* WHAT YOU WILL DO *
Among the records, find the lines that hold the string "repeated" and return them.

* DATA SUPPLIED *

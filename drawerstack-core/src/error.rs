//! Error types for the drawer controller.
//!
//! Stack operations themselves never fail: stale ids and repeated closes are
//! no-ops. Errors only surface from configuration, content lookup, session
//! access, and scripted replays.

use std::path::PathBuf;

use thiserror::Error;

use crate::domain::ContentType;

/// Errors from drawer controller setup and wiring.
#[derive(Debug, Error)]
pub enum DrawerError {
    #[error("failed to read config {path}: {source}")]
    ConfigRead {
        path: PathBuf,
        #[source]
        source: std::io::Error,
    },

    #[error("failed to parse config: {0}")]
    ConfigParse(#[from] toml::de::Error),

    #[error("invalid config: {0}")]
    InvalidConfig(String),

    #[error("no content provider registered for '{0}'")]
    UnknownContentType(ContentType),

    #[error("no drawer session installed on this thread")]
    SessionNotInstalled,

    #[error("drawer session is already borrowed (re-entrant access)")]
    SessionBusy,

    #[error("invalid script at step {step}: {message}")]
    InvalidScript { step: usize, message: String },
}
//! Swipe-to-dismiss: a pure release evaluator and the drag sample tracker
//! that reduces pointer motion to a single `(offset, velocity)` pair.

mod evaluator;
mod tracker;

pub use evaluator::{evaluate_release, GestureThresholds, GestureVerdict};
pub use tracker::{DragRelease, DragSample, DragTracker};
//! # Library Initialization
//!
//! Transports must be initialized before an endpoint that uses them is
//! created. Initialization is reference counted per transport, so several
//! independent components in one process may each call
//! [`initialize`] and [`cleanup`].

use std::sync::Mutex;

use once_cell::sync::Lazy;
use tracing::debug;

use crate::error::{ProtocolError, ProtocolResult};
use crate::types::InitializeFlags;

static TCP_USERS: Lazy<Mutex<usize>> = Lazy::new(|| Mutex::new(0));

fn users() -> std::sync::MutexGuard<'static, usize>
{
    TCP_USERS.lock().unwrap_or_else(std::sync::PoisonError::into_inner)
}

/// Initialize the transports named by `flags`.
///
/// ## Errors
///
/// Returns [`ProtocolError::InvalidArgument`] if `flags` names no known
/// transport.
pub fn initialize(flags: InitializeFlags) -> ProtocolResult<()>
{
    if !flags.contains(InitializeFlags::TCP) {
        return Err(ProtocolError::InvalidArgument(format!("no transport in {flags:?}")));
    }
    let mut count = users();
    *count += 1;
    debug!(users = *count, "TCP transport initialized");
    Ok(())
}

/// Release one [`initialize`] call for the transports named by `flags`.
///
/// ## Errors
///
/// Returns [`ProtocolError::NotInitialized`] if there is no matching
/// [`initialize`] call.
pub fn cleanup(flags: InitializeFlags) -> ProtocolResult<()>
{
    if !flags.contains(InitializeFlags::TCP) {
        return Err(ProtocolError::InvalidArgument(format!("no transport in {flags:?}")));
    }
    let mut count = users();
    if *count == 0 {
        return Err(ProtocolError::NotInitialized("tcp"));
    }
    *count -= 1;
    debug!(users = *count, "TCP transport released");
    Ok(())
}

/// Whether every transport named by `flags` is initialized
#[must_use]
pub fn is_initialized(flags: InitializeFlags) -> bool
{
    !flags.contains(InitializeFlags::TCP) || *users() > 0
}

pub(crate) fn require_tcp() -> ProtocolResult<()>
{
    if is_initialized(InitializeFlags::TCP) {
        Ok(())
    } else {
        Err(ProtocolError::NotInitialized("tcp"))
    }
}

...

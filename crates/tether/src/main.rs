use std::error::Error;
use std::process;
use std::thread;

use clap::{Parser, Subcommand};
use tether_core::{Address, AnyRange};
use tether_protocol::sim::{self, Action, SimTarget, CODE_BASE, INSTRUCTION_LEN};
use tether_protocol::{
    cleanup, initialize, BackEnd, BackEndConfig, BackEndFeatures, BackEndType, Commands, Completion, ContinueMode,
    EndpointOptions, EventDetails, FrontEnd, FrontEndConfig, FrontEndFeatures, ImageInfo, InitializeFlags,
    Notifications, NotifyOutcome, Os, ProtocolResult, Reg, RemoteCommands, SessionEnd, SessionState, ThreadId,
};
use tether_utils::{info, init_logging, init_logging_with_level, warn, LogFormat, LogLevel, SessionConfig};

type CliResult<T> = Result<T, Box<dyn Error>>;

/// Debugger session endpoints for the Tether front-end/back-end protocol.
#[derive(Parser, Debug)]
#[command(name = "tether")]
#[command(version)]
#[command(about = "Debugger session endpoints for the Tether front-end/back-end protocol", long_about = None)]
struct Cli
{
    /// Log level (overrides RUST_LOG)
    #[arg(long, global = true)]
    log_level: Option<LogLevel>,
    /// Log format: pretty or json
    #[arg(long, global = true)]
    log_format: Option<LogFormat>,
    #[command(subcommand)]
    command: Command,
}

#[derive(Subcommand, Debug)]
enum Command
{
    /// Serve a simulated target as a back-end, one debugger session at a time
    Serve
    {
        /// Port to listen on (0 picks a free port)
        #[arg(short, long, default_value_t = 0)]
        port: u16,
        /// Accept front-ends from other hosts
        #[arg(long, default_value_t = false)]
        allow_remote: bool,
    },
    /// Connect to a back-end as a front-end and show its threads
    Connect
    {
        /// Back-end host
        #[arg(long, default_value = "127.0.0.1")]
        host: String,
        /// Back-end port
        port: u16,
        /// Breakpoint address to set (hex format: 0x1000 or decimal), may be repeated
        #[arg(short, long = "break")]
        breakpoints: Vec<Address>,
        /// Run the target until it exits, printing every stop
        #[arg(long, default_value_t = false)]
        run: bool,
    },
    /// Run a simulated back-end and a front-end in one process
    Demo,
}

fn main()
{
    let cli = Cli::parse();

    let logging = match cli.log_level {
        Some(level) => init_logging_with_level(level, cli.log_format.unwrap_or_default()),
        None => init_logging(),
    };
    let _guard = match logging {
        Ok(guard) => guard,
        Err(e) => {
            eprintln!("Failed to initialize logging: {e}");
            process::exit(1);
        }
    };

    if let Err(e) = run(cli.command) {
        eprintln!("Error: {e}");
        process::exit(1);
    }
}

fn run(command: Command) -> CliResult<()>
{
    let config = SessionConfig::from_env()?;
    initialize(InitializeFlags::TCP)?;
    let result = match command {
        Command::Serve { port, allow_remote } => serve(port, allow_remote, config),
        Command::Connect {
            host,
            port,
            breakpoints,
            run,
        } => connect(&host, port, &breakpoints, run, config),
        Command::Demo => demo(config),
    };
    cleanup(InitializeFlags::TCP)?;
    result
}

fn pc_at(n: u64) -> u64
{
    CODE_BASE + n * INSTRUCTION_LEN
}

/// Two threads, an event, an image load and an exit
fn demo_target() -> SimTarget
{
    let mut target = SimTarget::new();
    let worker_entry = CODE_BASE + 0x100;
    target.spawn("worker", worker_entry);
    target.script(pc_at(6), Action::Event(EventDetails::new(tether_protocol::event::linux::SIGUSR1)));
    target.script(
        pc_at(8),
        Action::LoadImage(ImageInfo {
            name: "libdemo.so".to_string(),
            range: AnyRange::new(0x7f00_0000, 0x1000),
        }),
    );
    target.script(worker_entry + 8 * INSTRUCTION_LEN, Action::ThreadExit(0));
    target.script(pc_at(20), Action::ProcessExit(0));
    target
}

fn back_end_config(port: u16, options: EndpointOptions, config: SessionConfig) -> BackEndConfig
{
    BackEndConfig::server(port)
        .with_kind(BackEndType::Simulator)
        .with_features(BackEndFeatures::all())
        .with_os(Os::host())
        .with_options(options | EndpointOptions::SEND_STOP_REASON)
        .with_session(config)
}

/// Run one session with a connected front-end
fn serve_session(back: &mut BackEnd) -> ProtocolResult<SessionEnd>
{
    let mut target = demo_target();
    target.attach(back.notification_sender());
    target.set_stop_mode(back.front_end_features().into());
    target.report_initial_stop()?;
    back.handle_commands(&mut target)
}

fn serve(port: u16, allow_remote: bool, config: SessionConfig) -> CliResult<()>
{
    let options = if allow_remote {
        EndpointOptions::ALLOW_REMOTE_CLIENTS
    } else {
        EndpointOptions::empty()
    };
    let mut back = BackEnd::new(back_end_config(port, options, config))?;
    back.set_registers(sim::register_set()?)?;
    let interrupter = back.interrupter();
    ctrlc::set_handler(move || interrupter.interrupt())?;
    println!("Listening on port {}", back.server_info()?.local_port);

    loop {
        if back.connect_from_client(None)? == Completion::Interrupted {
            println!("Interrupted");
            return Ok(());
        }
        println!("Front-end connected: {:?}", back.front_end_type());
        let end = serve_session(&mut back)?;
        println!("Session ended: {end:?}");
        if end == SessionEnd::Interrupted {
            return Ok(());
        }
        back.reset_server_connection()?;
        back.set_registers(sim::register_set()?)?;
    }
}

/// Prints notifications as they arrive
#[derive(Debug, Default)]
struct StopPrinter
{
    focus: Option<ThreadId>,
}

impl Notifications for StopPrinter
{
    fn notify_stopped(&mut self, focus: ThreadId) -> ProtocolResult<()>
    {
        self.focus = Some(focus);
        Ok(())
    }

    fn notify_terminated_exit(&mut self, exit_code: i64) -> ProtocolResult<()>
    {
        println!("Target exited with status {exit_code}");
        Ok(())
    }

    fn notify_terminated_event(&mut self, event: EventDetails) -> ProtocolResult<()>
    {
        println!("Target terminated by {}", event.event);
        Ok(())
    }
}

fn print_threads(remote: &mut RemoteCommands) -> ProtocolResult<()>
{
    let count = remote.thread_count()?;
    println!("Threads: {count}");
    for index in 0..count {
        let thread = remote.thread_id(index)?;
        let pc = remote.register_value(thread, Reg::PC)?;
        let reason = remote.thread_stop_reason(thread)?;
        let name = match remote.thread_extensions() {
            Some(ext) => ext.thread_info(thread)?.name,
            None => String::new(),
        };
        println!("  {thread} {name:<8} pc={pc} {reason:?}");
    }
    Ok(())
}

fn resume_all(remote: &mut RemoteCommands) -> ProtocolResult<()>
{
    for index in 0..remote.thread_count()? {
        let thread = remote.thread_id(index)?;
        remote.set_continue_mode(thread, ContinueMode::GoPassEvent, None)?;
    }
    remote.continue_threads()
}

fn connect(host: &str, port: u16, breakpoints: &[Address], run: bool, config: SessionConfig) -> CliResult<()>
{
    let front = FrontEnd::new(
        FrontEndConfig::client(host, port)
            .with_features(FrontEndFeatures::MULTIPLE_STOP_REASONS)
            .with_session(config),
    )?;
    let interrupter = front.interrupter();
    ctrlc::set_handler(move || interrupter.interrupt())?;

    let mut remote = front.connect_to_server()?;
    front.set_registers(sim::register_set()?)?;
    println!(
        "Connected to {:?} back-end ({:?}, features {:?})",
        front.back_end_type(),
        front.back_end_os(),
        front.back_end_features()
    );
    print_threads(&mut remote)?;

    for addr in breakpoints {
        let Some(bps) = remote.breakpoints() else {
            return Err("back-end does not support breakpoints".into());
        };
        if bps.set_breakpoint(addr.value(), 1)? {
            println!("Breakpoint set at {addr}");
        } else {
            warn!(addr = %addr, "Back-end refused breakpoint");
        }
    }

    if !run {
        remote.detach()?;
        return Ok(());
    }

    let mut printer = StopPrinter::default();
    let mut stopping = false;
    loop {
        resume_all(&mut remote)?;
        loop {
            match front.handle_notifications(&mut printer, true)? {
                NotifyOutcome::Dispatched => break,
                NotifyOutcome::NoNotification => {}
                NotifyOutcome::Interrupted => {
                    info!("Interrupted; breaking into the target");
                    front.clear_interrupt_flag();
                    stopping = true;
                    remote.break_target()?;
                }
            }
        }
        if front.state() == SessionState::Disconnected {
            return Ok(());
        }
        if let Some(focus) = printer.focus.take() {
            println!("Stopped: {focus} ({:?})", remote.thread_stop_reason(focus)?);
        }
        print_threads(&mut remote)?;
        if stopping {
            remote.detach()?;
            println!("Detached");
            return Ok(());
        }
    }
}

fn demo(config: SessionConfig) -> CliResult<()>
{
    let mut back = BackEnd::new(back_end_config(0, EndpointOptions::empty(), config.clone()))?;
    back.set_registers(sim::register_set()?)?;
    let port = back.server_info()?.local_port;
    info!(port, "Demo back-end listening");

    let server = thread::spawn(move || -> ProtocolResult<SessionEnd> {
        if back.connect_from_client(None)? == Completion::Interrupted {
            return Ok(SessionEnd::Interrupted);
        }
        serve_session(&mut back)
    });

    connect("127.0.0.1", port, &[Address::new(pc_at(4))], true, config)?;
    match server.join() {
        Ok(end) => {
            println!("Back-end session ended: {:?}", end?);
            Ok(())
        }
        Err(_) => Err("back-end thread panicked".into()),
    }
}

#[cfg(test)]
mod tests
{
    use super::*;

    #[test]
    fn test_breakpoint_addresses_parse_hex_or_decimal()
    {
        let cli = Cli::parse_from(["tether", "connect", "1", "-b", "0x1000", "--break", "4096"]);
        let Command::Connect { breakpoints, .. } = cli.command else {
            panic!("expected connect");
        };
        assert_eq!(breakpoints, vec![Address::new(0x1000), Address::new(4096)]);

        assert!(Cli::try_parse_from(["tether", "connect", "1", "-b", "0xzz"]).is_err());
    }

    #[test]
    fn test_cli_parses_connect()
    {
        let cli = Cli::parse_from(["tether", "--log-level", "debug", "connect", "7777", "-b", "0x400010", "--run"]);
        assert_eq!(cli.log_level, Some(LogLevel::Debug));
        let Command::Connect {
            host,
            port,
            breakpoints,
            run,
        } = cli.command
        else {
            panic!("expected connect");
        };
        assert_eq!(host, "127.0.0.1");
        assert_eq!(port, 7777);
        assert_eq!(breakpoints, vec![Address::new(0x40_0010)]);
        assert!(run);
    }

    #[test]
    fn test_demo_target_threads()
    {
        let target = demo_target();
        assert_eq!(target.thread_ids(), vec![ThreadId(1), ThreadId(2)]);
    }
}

* EXERCISE OUTPUT *
//! Stack operations themselves never fail: stale ids and repeated closes are
        /// Breakpoint address to set (hex format: 0x1000 or decimal), may be repeated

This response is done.